Go through the material underneath and show every line where the string "sheets" occurs.

## Listed records

+ + + + + + +

//! Core value types shared by every racing-chess subsystem.
//!
//! Positions, colours, piece kinds, piece records, move proposals, match
//! states and AI difficulty levels. Everything here is a plain `Copy` or
//! cheaply cloneable value so boards can be duplicated freely for
//! speculative evaluation.

use std::fmt;

use chrono::{DateTime, Utc};
use serde::{Deserialize, Serialize};

use crate::game_state::chess_rules::BOARD_SIZE;

/// Piece identity. Assigned sequentially from 1 at setup and never reused
/// within a match.
pub type PieceId = u32;

/// Cooldown length in ticks.
pub type Ticks = u32;

/// Board square, `row` 0 is White's back rank and `col` 0 is the a-file.
#[derive(Debug, Clone, Copy, PartialEq, Eq, PartialOrd, Ord, Hash)]
pub struct Position {
    pub row: u8,
    pub col: u8,
}

impl Position {
    /// Build a position. Both coordinates must be in `0..8`.
    #[inline]
    pub const fn new(row: u8, col: u8) -> Self {
        debug_assert!(row < BOARD_SIZE && col < BOARD_SIZE);
        Self { row, col }
    }

    /// Build a position from signed coordinates, `None` when off the board.
    #[inline]
    pub fn checked(row: i32, col: i32) -> Option<Self> {
        let size = i32::from(BOARD_SIZE);
        if (0..size).contains(&row) && (0..size).contains(&col) {
            Some(Self {
                row: row as u8,
                col: col as u8,
            })
        } else {
            None
        }
    }

    /// Signed `(row, col)` displacement from `self` to `other`.
    #[inline]
    pub fn delta_to(self, other: Position) -> (i32, i32) {
        (
            i32::from(other.row) - i32::from(self.row),
            i32::from(other.col) - i32::from(self.col),
        )
    }

    /// All 64 squares in row-major order.
    pub fn all() -> impl Iterator<Item = Position> {
        (0..BOARD_SIZE).flat_map(|row| (0..BOARD_SIZE).map(move |col| Position { row, col }))
    }
}

impl fmt::Display for Position {
    fn fmt(&self, f: &mut fmt::Formatter<'_>) -> fmt::Result {
        write!(
            f,
            "{}{}",
            char::from(b'a' + self.col),
            char::from(b'1' + self.row)
        )
    }
}

#[derive(Debug, Clone, Copy, PartialEq, Eq, Hash, Serialize, Deserialize)]
#[serde(rename_all = "lowercase")]
pub enum Color {
    White,
    Black,
}

impl Color {
    #[inline]
    pub const fn opposite(self) -> Self {
        match self {
            Color::White => Color::Black,
            Color::Black => Color::White,
        }
    }

    /// Row delta of a forward pawn step.
    #[inline]
    pub const fn forward(self) -> i32 {
        match self {
            Color::White => 1,
            Color::Black => -1,
        }
    }
}

impl fmt::Display for Color {
    fn fmt(&self, f: &mut fmt::Formatter<'_>) -> fmt::Result {
        match self {
            Color::White => f.write_str("White"),
            Color::Black => f.write_str("Black"),
        }
    }
}

#[derive(Debug, Clone, Copy, PartialEq, Eq, Hash)]
pub enum PieceKind {
    Pawn,
    Knight,
    Bishop,
    Rook,
    Queen,
    King,
}

impl PieceKind {
    /// Lowercase descriptor letter.
    #[inline]
    pub const fn letter(self) -> char {
        match self {
            PieceKind::Pawn => 'p',
            PieceKind::Knight => 'n',
            PieceKind::Bishop => 'b',
            PieceKind::Rook => 'r',
            PieceKind::Queen => 'q',
            PieceKind::King => 'k',
        }
    }

    #[inline]
    pub fn from_letter(letter: char) -> Option<Self> {
        match letter.to_ascii_lowercase() {
            'p' => Some(PieceKind::Pawn),
            'n' => Some(PieceKind::Knight),
            'b' => Some(PieceKind::Bishop),
            'r' => Some(PieceKind::Rook),
            'q' => Some(PieceKind::Queen),
            'k' => Some(PieceKind::King),
            _ => None,
        }
    }
}

/// One piece record. Capture is a soft delete: the record stays in the store
/// with `captured` set so ids held by callers remain meaningful.
#[derive(Debug, Clone, Copy, PartialEq, Eq)]
pub struct Piece {
    pub id: PieceId,
    pub kind: PieceKind,
    pub color: Color,
    pub position: Position,
    pub captured: bool,
    pub has_moved: bool,
    pub cooldown_remaining: Ticks,
}

impl Piece {
    /// Not captured and not cooling down.
    #[inline]
    pub fn is_ready(&self) -> bool {
        !self.captured && self.cooldown_remaining == 0
    }

    /// Descriptor letter, uppercase for White.
    #[inline]
    pub fn letter(&self) -> char {
        let lower = self.kind.letter();
        match self.color {
            Color::White => lower.to_ascii_uppercase(),
            Color::Black => lower,
        }
    }
}

/// A move proposal. The timestamp is opaque to the engine.
#[derive(Debug, Clone, Copy, PartialEq, Eq)]
pub struct Move {
    pub piece_id: PieceId,
    pub from: Position,
    pub to: Position,
    pub timestamp: DateTime<Utc>,
}

#[derive(Debug, Clone, Copy, PartialEq, Eq, Hash, Serialize, Deserialize)]
pub enum MatchState {
    NotStarted,
    AwaitingSettings,
    Active,
    Paused,
    WhiteWon,
    BlackWon,
}

impl MatchState {
    #[inline]
    pub const fn is_finished(self) -> bool {
        matches!(self, MatchState::WhiteWon | MatchState::BlackWon)
    }

    /// Terminal state reached when `loser` has no king left.
    #[inline]
    pub const fn won_against(loser: Color) -> Self {
        match loser {
            Color::White => MatchState::BlackWon,
            Color::Black => MatchState::WhiteWon,
        }
    }
}

#[derive(Debug, Clone, Copy, PartialEq, Eq, Hash, Serialize, Deserialize)]
#[serde(rename_all = "lowercase")]
pub enum AiDifficulty {
    Easy,
    Medium,
    Hard,
    Expert,
}

impl AiDifficulty {
    /// Number of top-scoring candidates the evaluator picks among.
    #[inline]
    pub const fn breadth(self) -> usize {
        match self {
            AiDifficulty::Easy => 5,
            AiDifficulty::Medium => 3,
            AiDifficulty::Hard => 2,
            AiDifficulty::Expert => 1,
        }
    }
}
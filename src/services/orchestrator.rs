use std::collections::HashMap;

use async_openai::{config::OpenAIConfig, Client as OpenAIClient};
use bytes::Bytes;
use sha2::{Digest, Sha256};

use super::analyzer::SchemaAnalyzer;
use super::chunker::SemanticChunker;
use super::embedder::Embedder;
use super::llm::AnswerGenerator;
use super::parser::WorkbookParser;
use super::vector_store::{SearchMatch, VectorStore};
use crate::config::Config;
use crate::error::AppError;
use crate::models::{ColumnRole, Relationship};

/// Matches echoed back in the HTTP response.
const TOP_MATCHES: usize = 5;

/// Wires the inference pipeline to its external collaborators. All
/// clients are constructed up front and injected here; nothing in the
/// pipeline holds ambient global state.
pub struct Orchestrator {
    parser: WorkbookParser,
    analyzer: SchemaAnalyzer,
    chunker: SemanticChunker,
    embedder: Embedder,
    answerer: AnswerGenerator,
    vector_store: VectorStore,
    http: reqwest::Client,
    max_file_size: usize,
}

pub struct PipelineResult {
    pub answer: String,
    pub collection_name: String,
    pub chunks_indexed: usize,
    pub matches: Vec<SearchMatch>,
    pub sheets: Vec<String>,
    pub relationships: Vec<Relationship>,
}

impl Orchestrator {
    pub fn new(config: &Config) -> Self {
        let http = reqwest::Client::new();
        let openai = OpenAIClient::with_config(
            OpenAIConfig::new().with_api_key(config.openai_key.clone()),
        );

        Self {
            parser: WorkbookParser,
            analyzer: SchemaAnalyzer,
            chunker: SemanticChunker,
            embedder: Embedder::new(openai.clone(), &config.embedding_model),
            answerer: AnswerGenerator::new(openai, &config.llm_model),
            vector_store: VectorStore::new(
                http.clone(),
                &config.qdrant_url,
                config.qdrant_api_key.clone(),
                config.embedding_dim,
            ),
            http,
            max_file_size: config.max_file_size,
        }
    }

    pub async fn process_and_query(
        &self,
        file_url: &str,
        query: &str,
        top_k: usize,
        sheet_filter: Option<&str>,
        type_filter: Option<&str>,
    ) -> Result<PipelineResult, AppError> {
        let start = std::time::Instant::now();

        let file_bytes = self.fetch_file(file_url).await?;
        let file_hash = hex_digest(&file_bytes);
        tracing::info!(
            "Fetched file ({}KB), hash {}",
            file_bytes.len() / 1024,
            &file_hash[..16]
        );

        let parse_start = std::time::Instant::now();
        let metadata = self.parser.infer_metadata(file_bytes.clone()).await?;
        if metadata.is_empty() {
            return Err(AppError::InvalidInput(
                "workbook contains no sheets with data".to_string(),
            ));
        }
        let data = self.parser.extract_data(&metadata, file_bytes).await?;
        tracing::info!(
            "Parsed {} sheets in {:?}",
            metadata.len(),
            parse_start.elapsed()
        );

        let relationships = self.analyzer.detect_relationships(&metadata, &data);
        let roles: HashMap<String, HashMap<String, ColumnRole>> = metadata
            .iter()
            .map(|meta| {
                let sheet_roles =
                    self.analyzer
                        .detect_roles(meta, &data[&meta.sheet_name], &relationships);
                (meta.sheet_name.clone(), sheet_roles)
            })
            .collect();

        let chunks = self
            .chunker
            .build_chunks(&metadata, &data, &roles, &relationships);

        let is_new = self.vector_store.ensure_collection(&file_hash).await?;
        if is_new {
            let index_start = std::time::Instant::now();
            let embeddings = self
                .embedder
                .embed(chunks.iter().map(|c| c.content.clone()).collect())
                .await?;
            self.vector_store
                .upsert(&file_hash, &chunks, &embeddings)
                .await?;
            tracing::info!(
                "Indexed {} chunks in {:?}",
                chunks.len(),
                index_start.elapsed()
            );
        }

        let query_vector = self
            .embedder
            .embed(vec![query.to_string()])
            .await?
            .into_iter()
            .next()
            .ok_or_else(|| AppError::Embedding("no query embedding returned".to_string()))?;
        let matches = self
            .vector_store
            .search(&file_hash, &query_vector, top_k, sheet_filter, type_filter)
            .await?;

        let context: Vec<&str> = matches.iter().map(|m| m.content.as_str()).collect();
        let answer = self
            .answerer
            .generate_answer(query, &context.join("\n\n"))
            .await?;

        tracing::info!("Pipeline completed in {:?}", start.elapsed());

        Ok(PipelineResult {
            answer,
            collection_name: self.vector_store.collection_name(&file_hash),
            chunks_indexed: chunks.len(),
            matches: matches.into_iter().take(TOP_MATCHES).collect(),
            sheets: metadata.iter().map(|m| m.sheet_name.clone()).collect(),
            relationships,
        })
    }

    async fn fetch_file(&self, url: &str) -> Result<Bytes, AppError> {
        let response = self
            .http
            .get(url)
            .send()
            .await
            .map_err(|e| AppError::Http(format!("failed to fetch file: {}", e)))?;

        if !response.status().is_success() {
            return Err(AppError::Http(format!(
                "failed to fetch file, status: {}",
                response.status()
            )));
        }

        let bytes = response
            .bytes()
            .await
            .map_err(|e| AppError::Http(format!("failed to read response bytes: {}", e)))?;

        if bytes.len() > self.max_file_size {
            return Err(AppError::InvalidInput(format!(
                "file exceeds the {} byte limit",
                self.max_file_size
            )));
        }
        Ok(bytes)
    }
}

fn hex_digest(bytes: &[u8]) -> String {
    let digest = Sha256::digest(bytes);
    digest.iter().map(|b| format!("{:02x}", b)).collect()
}
use async_openai::{
    config::OpenAIConfig,
    types::{
        ChatCompletionRequestMessage, ChatCompletionRequestUserMessage,
        ChatCompletionRequestUserMessageContent, CreateChatCompletionRequest, Role,
    },
    Client,
};

use crate::error::AppError;

/// Answers the user's question over the retrieved chunk contents.
pub struct AnswerGenerator {
    client: Client<OpenAIConfig>,
    model: String,
}

impl AnswerGenerator {
    pub fn new(client: Client<OpenAIConfig>, model: &str) -> Self {
        Self {
            client,
            model: model.to_string(),
        }
    }

    pub async fn generate_answer(&self, query: &str, context: &str) -> Result<String, AppError> {
        let prompt = format!(
            "Context from spreadsheet:\n{}\n\nQuestion: {}\n\nAnswer based on context:",
            context, query
        );

        let messages = vec![ChatCompletionRequestMessage::User(
            ChatCompletionRequestUserMessage {
                content: ChatCompletionRequestUserMessageContent::Text(prompt),
                name: None,
                role: Role::User,
            },
        )];

        let request = CreateChatCompletionRequest {
            model: self.model.clone(),
            messages,
            max_tokens: Some(1000),
            ..Default::default()
        };

        let response = self
            .client
            .chat()
            .create(request)
            .await
            .map_err(|e| AppError::Llm(e.to_string()))?;

        response
            .choices
            .first()
            .and_then(|choice| choice.message.content.clone())
            .ok_or_else(|| AppError::Llm("model returned no answer".to_string()))
    }
}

+ + + + + + +

## Solution for this exercise
    pub sheets: Vec<String>,
                "workbook contains no sheets with data".to_string(),
            "Parsed {} sheets in {:?}",
            sheets: metadata.iter().map(|m| m.sheet_name.clone()).collect(),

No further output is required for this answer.